Buster Books (Michael O’Mara)
2 May 2019 / Out in US 1 February 2020/ ISBN 9781780555850
Tweener / NonFiction / How-To

Reviewed by Rachel A Hyde

AMAZON UK

When I was a child I had a favorite book called Airborne Animals and How They Fly, which fascinated me. There was some rather complex stuff in it, however, which was hard to understand, and I wished that there were some practical experiments to try as this would have helped a lot. That book might have failed to deliver, but this book delivers so in spades if it is flight you want to experience in action. Inside it are twenty models to cut out and construct, then you get to see them in action.

Before you get to the making part, the first half of the book contains facts about flight. It also tells you what you will need to make the models (all basic office supplies any home should possess), and at the front is a page telling in very simple terms what flight actually is. Beyond this, each page is packed with information in easy to read print and short paragraphs, plus black and white line drawings that you could color in if you wanted to get even more out of the book. The models themselves are all printed in color, which makes them look professional and means that you can cross art materials off the list. I would have liked to have seen some plain models, particularly if they were of something where color was a matter of choice, but you can’t please everybody.

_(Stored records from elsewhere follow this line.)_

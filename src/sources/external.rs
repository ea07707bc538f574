//! External MJPEG source
//!
//! Proxies an upstream MJPEG stream into a topic of the form
//! `/video-streams/external-stream/source.mjpeg?url=<escaped url>`. Every
//! received part is republished as a JPEG frame without re-encoding. When
//! the upstream cannot be opened or fails mid-stream, one error frame is
//! published and the handler returns. Either way, and on a clean upstream
//! end, the broker then closes the topic's subscriptions; retrying is left
//! to whoever subscribes again.

use crate::broker::{Context, Handler};
use crate::error::{Error, Result};
use crate::frame::Frame;
use crate::mjpeg::receiver::DEFAULT_READ_BUFFER;
use crate::mjpeg::{MjpegReceiver, DEFAULT_MAX_PART_SIZE};

use super::EXTERNAL_SOURCE;

/// Topic that proxies the MJPEG stream at `url`
pub fn external_source_topic(url: &str) -> String {
    let escaped: String = url::form_urlencoded::byte_serialize(url.as_bytes()).collect();
    format!("{EXTERNAL_SOURCE}?url={escaped}")
}

/// PUB handler proxying the upstream named by the topic's `url` query
pub fn external_source(client: reqwest::Client) -> impl Handler {
    external_source_with(client, DEFAULT_READ_BUFFER, DEFAULT_MAX_PART_SIZE)
}

/// [`external_source`] with explicit read buffer and part size limits
pub fn external_source_with(
    client: reqwest::Client,
    read_buffer: usize,
    max_part_size: usize,
) -> impl Handler {
    move |ctx: Context| proxy(ctx, client.clone(), read_buffer, max_part_size)
}

/// Publish `err` as a frame so subscribers see it, then hand it back
fn fail(ctx: &Context, err: Error) -> Result<()> {
    let message = err.to_string();
    ctx.publish(Frame::from_error(err));
    Err(Error::Handler(message))
}

async fn proxy(
    ctx: Context,
    client: reqwest::Client,
    read_buffer: usize,
    max_part_size: usize,
) -> Result<()> {
    let Some(source) = ctx.query_param("url").filter(|url| !url.is_empty()) else {
        return fail(
            &ctx,
            Error::InvalidParam("missing query param 'url' to specify the external source".into()),
        );
    };

    let connected = tokio::select! {
        _ = ctx.cancelled() => return Ok(()),
        connected = MjpegReceiver::connect_with_capacity(&client, &source, read_buffer) => connected,
    };
    let mut receiver = match connected {
        Ok(receiver) => receiver.max_part_size(max_part_size),
        Err(e) => return fail(&ctx, e),
    };
    tracing::info!(url = %source, "Proxying external stream");

    loop {
        let received = tokio::select! {
            _ = ctx.cancelled() => return Ok(()),
            received = receiver.receive() => received,
        };
        match received {
            Ok(Some(frame)) => {
                ctx.publish(frame.into());
            }
            Ok(None) => {
                tracing::info!(url = %source, "External stream ended");
                return Ok(());
            }
            Err(e) => return fail(&ctx, e),
        }
    }
}

#[cfg(test)]
mod tests {
    use std::time::Duration;

    use tokio::io::{AsyncReadExt, AsyncWriteExt};
    use tokio::net::TcpListener;
    use tokio_util::sync::CancellationToken;

    use super::*;
    use crate::broker::{Broker, Hub, Method, Params};
    use crate::mjpeg::upstream_client;

    #[test]
    fn test_topic_escapes_url() {
        assert_eq!(
            external_source_topic("http://cam.local:8080/stream?a=1&b=2"),
            "/video-streams/external-stream/source.mjpeg?url=http%3A%2F%2Fcam.local%3A8080%2Fstream%3Fa%3D1%26b%3D2"
        );
    }

    #[tokio::test]
    async fn test_topic_round_trips_through_query() {
        let url = "http://cam.local/a b?c=d";
        let ctx = Context::new(
            Method::Pub,
            external_source_topic(url),
            Params::new(),
            Hub::new(),
            CancellationToken::new(),
        );
        assert_eq!(ctx.query_param("url").as_deref(), Some(url));
    }

    #[tokio::test]
    async fn test_unreachable_upstream_publishes_one_error_frame() {
        let client = upstream_client(Duration::from_millis(500)).unwrap();
        let broker = Broker::builder()
            .on_pub(EXTERNAL_SOURCE, external_source(client))
            .build();
        let shutdown = CancellationToken::new();
        let serving = broker.clone();
        let token = shutdown.clone();
        let server = tokio::spawn(async move { serving.serve(token).await });

        let topic = external_source_topic("http://127.0.0.1:1/stream.mjpeg");
        let mut sub = broker.subscribe(topic).await.unwrap();

        let frame = tokio::time::timeout(Duration::from_secs(5), sub.recv())
            .await
            .unwrap()
            .unwrap();
        assert!(frame.error().is_some());
        assert!(frame.as_jpeg_frame().is_err());

        // The subscription ends right after the error frame
        let next = tokio::time::timeout(Duration::from_secs(2), sub.recv()).await;
        assert!(matches!(next, Ok(None)));

        shutdown.cancel();
        server.await.unwrap().unwrap();
    }

    #[tokio::test]
    async fn test_upstream_end_closes_subscriptions() {
        let listener = TcpListener::bind("127.0.0.1:0").await.unwrap();
        let addr = listener.local_addr().unwrap();
        tokio::spawn(async move {
            while let Ok((mut socket, _)) = listener.accept().await {
                let mut request = [0u8; 1024];
                let _ = socket.read(&mut request).await;
                let _ = socket
                    .write_all(b"HTTP/1.1 200 OK\r\nContent-Type: multipart/x-mixed-replace; boundary=b\r\nConnection: close\r\n\r\n--b--\r\n")
                    .await;
            }
        });

        let client = upstream_client(Duration::from_millis(500)).unwrap();
        let broker = Broker::builder()
            .on_pub(EXTERNAL_SOURCE, external_source(client))
            .build();
        let shutdown = CancellationToken::new();
        let serving = broker.clone();
        let token = shutdown.clone();
        let server = tokio::spawn(async move { serving.serve(token).await });

        let topic = external_source_topic(&format!("http://{addr}/stream.mjpeg"));
        for _ in 0..2 {
            let mut sub = broker.subscribe(topic.clone()).await.unwrap();
            let ended = tokio::time::timeout(Duration::from_secs(5), sub.recv()).await;
            assert!(matches!(ended, Ok(None)), "subscriber still waiting after upstream end");
        }

        shutdown.cancel();
        server.await.unwrap().unwrap();
    }

    #[tokio::test]
    async fn test_missing_url_publishes_error_frame() {
        let hub = Hub::new();
        let token = CancellationToken::new();
        let mut sub = hub.subscribe(EXTERNAL_SOURCE, &token);
        let ctx = Context::new(Method::Pub, EXTERNAL_SOURCE, Params::new(), hub, token);

        let client = upstream_client(Duration::from_millis(100)).unwrap();
        let result = external_source(client).call(ctx).await;
        assert!(result.is_err());

        let frame = sub.recv().await.unwrap();
        match frame.error().map(|e| e.as_ref()) {
            Some(Error::InvalidParam(message)) => assert!(message.contains("url")),
            other => panic!("unexpected error frame: {other:?}"),
        }
    }
}
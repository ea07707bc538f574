//! Handler context
//!
//! Context passed to route handlers and middleware, binding the event's
//! topic, the parameters its route bound, the hub, and the cancellation
//! token for the handler's lifetime.

use std::future::Future;
use std::sync::Arc;

use serde_json::Value;
use tokio_util::sync::CancellationToken;

use super::hub::{Hub, Subscription};
use super::router::{topic_path, Method, Params, WILDCARD_PARAM};
use crate::error::{Error, Result};
use crate::frame::Frame;

/// Context passed to handlers
///
/// Cheap to clone. PUB handlers should publish until
/// [`Context::cancelled`] completes and then return `Ok(())`.
#[derive(Debug, Clone)]
pub struct Context {
    method: Method,
    topic: Arc<str>,
    params: Arc<Params>,
    hub: Hub,
    token: CancellationToken,
    payload: Option<Arc<Value>>,
    span: tracing::Span,
}

impl Context {
    /// Create a new context
    pub fn new(
        method: Method,
        topic: impl AsRef<str>,
        params: Params,
        hub: Hub,
        token: CancellationToken,
    ) -> Self {
        Self {
            method,
            topic: Arc::from(topic.as_ref()),
            params: Arc::new(params),
            hub,
            token,
            payload: None,
            span: tracing::Span::none(),
        }
    }

    /// Attach a message payload
    pub fn with_payload(mut self, payload: Option<Value>) -> Self {
        self.payload = payload.map(Arc::new);
        self
    }

    /// Attach the span the handler runs in
    pub fn with_span(mut self, span: tracing::Span) -> Self {
        self.span = span;
        self
    }

    /// The event method
    pub fn method(&self) -> Method {
        self.method
    }

    /// The full topic, including any query string
    pub fn topic(&self) -> &str {
        &self.topic
    }

    /// The topic without its query string
    pub fn path(&self) -> &str {
        topic_path(&self.topic)
    }

    /// All parameters bound by the route pattern
    pub fn params(&self) -> &Params {
        &self.params
    }

    /// A parameter bound by the route pattern
    pub fn param(&self, name: &str) -> Option<&str> {
        self.params.get(name).map(String::as_str)
    }

    /// A required parameter
    pub fn require_param(&self, name: &str) -> Result<&str> {
        self.param(name)
            .ok_or_else(|| Error::InvalidParam(format!("missing route parameter {name}")))
    }

    /// The suffix matched by a trailing wildcard
    pub fn wildcard(&self) -> Option<&str> {
        self.param(WILDCARD_PARAM)
    }

    /// Decoded `key=value` pairs from the topic's query string
    pub fn query(&self) -> Vec<(String, String)> {
        match self.topic.split_once('?') {
            Some((_, query)) => url::form_urlencoded::parse(query.as_bytes())
                .into_owned()
                .collect(),
            None => Vec::new(),
        }
    }

    /// First value of a query key
    pub fn query_param(&self, name: &str) -> Option<String> {
        self.query()
            .into_iter()
            .find(|(key, _)| key == name)
            .map(|(_, value)| value)
    }

    /// The payload of a MSG event
    pub fn payload(&self) -> Option<&Value> {
        self.payload.as_deref()
    }

    /// The hub the broker publishes through
    pub fn hub(&self) -> &Hub {
        &self.hub
    }

    /// Publish one frame to this context's topic
    pub fn publish(&self, frame: Frame) -> usize {
        self.hub.publish(&self.topic, std::iter::once(frame))
    }

    /// Publish a batch; subscribers receive only its last frame
    pub fn publish_batch(&self, frames: impl IntoIterator<Item = Frame>) -> usize {
        self.hub.publish(&self.topic, frames)
    }

    /// Subscribe to another topic for as long as this handler runs.
    ///
    /// Goes straight to the hub, so the topic's SUB route is not consulted,
    /// but its PUB route still starts on demand.
    pub fn subscribe(&self, topic: impl Into<String>) -> Subscription {
        self.hub.subscribe(topic, &self.token)
    }

    /// The token cancelled when this handler should stop
    pub fn token(&self) -> &CancellationToken {
        &self.token
    }

    /// Completes when this handler should stop
    pub fn cancelled(&self) -> impl Future<Output = ()> + '_ {
        self.token.cancelled()
    }

    /// Whether this handler should stop
    pub fn is_cancelled(&self) -> bool {
        self.token.is_cancelled()
    }

    /// The span this handler runs in
    pub fn span(&self) -> &tracing::Span {
        &self.span
    }
}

The text takes you from the earliest forms of flight, such as giant dragonfly Meganeura and Archaeopteryx, to modern birds, gliders like conuras and flying foxes, and seeds that use flight to disperse. Human flight runs from the legendary Icarus and Chinese kites through to da Vinci, early “bird men”, and more recent pioneers such as the Wright brothers, Bleriot and Concorde. Blasting into the modern age, the book takes a look at rockets and ponders on how fiction is becoming fact with jet packs and flying cars.

It is easy to read and understand for a tweener, and the same goes for the model instructions. These need to be cut out rather than pressed out and will give the child a chance to quit the virtual world for the actual one of scissors, glue and paperclips. As these skills often get overlooked, there is more education in here than just science. Each model is printed in color on both sides of the page and there are staged diagrams (also in color) showing how to make it up and even how to make it fly. As you require so little to get the maximum out of this book (you can fit it all into a pencil case), it is ideal for taking on vacation and delving into when the weather takes its own nosedive. Highly recommended.